§ TASK:
Lift out all lines below that contain "payload".

──────── RECORDS FOR THIS TASK ────────

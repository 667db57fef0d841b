// ============================================================================
// src/controller/controller.rs - View-state controller
// ============================================================================
//
// Owns the fetched collection and all UI state. Every write is followed by a
// full reload of GET /api/movies; mutation responses are never merged into
// the local list.
//
// Form state machine:
//   Create      --start_edit(m)-->            Editing(m.id)
//   Editing(id) --submit ok / reset_form-->   Create
//   Editing(id) --reload without id-->        Create
//
// ============================================================================

use super::state::FormMode;
use super::status::Status;
use crate::api::MovieApi;
use crate::core::{Movie, MovieId, Result};
use crate::form::{DraftField, FormDraft};
use crate::view::{self, GenreFilter, SortKey, Stats, ViewFilters};
use tracing::{debug, info, warn};

pub struct MovieController<A: MovieApi> {
    api: A,
    movies: Vec<Movie>,
    filters: ViewFilters,
    draft: FormDraft,
    mode: FormMode,
    pending_delete: Option<MovieId>,
    status: Option<Status>,
}

impl<A: MovieApi> MovieController<A> {
    pub fn new(api: A) -> Self {
        Self {
            api,
            movies: Vec::new(),
            filters: ViewFilters::default(),
            draft: FormDraft::default(),
            mode: FormMode::Create,
            pending_delete: None,
            status: None,
        }
    }

    pub fn api(&self) -> &A {
        &self.api
    }

    /// Last successfully fetched collection, in server order
    pub fn movies(&self) -> &[Movie] {
        &self.movies
    }

    pub fn filters(&self) -> &ViewFilters {
        &self.filters
    }

    pub fn draft(&self) -> &FormDraft {
        &self.draft
    }

    pub fn mode(&self) -> FormMode {
        self.mode
    }

    pub fn status(&self) -> Option<&Status> {
        self.status.as_ref()
    }

    /// Movie awaiting delete confirmation
    pub fn pending_delete(&self) -> Option<MovieId> {
        self.pending_delete
    }

    // ------------------------------------------------------------------------
    // Derived view
    // ------------------------------------------------------------------------

    pub fn visible(&self) -> Vec<&Movie> {
        view::derive_visible(&self.movies, &self.filters)
    }

    pub fn stats(&self) -> Stats {
        Stats::from_movies(&self.movies)
    }

    pub fn genre_options(&self) -> Vec<String> {
        view::genre_options(&self.movies)
    }

    pub fn find(&self, id: MovieId) -> Option<&Movie> {
        self.movies.iter().find(|movie| movie.id == id)
    }

    // ------------------------------------------------------------------------
    // Remote operations
    // ------------------------------------------------------------------------

    /// Replace the collection with the server's list
    ///
    /// On failure the previous collection stays in place and the status line
    /// reports the backend as unreachable.
    pub async fn load(&mut self) -> Result<()> {
        self.status = Some(Status::Loading);

        match self.api.list().await {
            Ok(movies) => {
                info!(count = movies.len(), "collection loaded");
                self.movies = movies;
                self.status = None;
                self.drop_vanished_references();
                Ok(())
            }
            Err(err) => {
                warn!(error = %err, "failed to load movies");
                self.status = Some(Status::BackendUnreachable);
                Err(err)
            }
        }
    }

    /// Create or update from the current draft
    ///
    /// Validation failures touch nothing but the status line and send no
    /// request. A failed request leaves the draft and edit marker as they
    /// were.
    pub async fn submit(&mut self) -> Result<()> {
        let payload = match self.draft.to_payload() {
            Ok(payload) => payload,
            Err(err) => {
                debug!(error = %err, "draft rejected");
                self.status = Some(Status::MissingFields);
                return Err(err);
            }
        };

        let sent = match self.mode {
            FormMode::Create => {
                self.status = Some(Status::Creating);
                self.api.create(&payload).await
            }
            FormMode::Editing(id) => {
                self.status = Some(Status::Updating);
                self.api.update(id, &payload).await
            }
        };

        if let Err(err) = sent {
            warn!(error = %err, mode = ?self.mode, "failed to save movie");
            self.status = Some(Status::RequestFailed);
            return Err(err);
        }

        info!(title = %payload.title, mode = ?self.mode, "movie saved");
        self.reset_form();
        self.load().await
    }

    /// Ask for confirmation before deleting `id`
    pub fn request_delete(&mut self, id: MovieId) {
        self.pending_delete = Some(id);
    }

    pub fn cancel_delete(&mut self) {
        self.pending_delete = None;
    }

    /// Send the confirmed delete, then reload
    ///
    /// The reload happens whatever status the server answered with. Without a
    /// pending confirmation this is a no-op.
    pub async fn confirm_delete(&mut self) -> Result<()> {
        let Some(id) = self.pending_delete.take() else {
            return Ok(());
        };

        self.status = Some(Status::Deleting);
        if let Err(err) = self.api.delete(id).await {
            warn!(error = %err, %id, "failed to delete movie");
            self.status = Some(Status::DeleteFailed);
            return Err(err);
        }

        info!(%id, "movie deleted");
        self.load().await
    }

    // ------------------------------------------------------------------------
    // Local state
    // ------------------------------------------------------------------------

    /// Switch the form to update mode for `movie`
    pub fn start_edit(&mut self, movie: &Movie) {
        self.mode = FormMode::Editing(movie.id);
        self.draft = FormDraft::from_movie(movie);
    }

    /// Back to an empty create form ("Clear" / "Cancel")
    pub fn reset_form(&mut self) {
        self.draft = FormDraft::default();
        self.mode = FormMode::Create;
    }

    pub fn set_field(&mut self, field: DraftField, value: &str) {
        self.draft.set(field, value);
    }

    pub fn set_query(&mut self, query: &str) {
        self.filters.query = query.to_string();
    }

    pub fn set_genre_filter(&mut self, genre: GenreFilter) {
        self.filters.genre = genre;
    }

    /// Select the next entry of [`Self::genre_options`], wrapping to "All"
    pub fn cycle_genre_filter(&mut self) {
        let options = self.genre_options();
        let current = self.filters.genre.to_string();
        let next = options
            .iter()
            .position(|option| *option == current)
            .map(|idx| (idx + 1) % options.len())
            .unwrap_or(0);

        self.filters.genre = GenreFilter::from_label(&options[next]);
    }

    pub fn set_sort(&mut self, sort: SortKey) {
        self.filters.sort = sort;
    }

    pub fn cycle_sort(&mut self) {
        self.filters.sort = self.filters.sort.next();
    }

    /// Forget the edit marker and delete confirmation when their movie is gone
    fn drop_vanished_references(&mut self) {
        if let FormMode::Editing(id) = self.mode {
            if self.find(id).is_none() {
                info!(%id, "edited movie no longer exists, leaving edit mode");
                self.reset_form();
            }
        }

        if let Some(id) = self.pending_delete {
            if self.find(id).is_none() {
                self.pending_delete = None;
            }
        }
    }
}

────────

§ ANSWER BOX:
        let payload = match self.draft.to_payload() {
            Ok(payload) => payload,
                self.api.create(&payload).await
                self.api.update(id, &payload).await
        info!(title = %payload.title, mode = ?self.mode, "movie saved");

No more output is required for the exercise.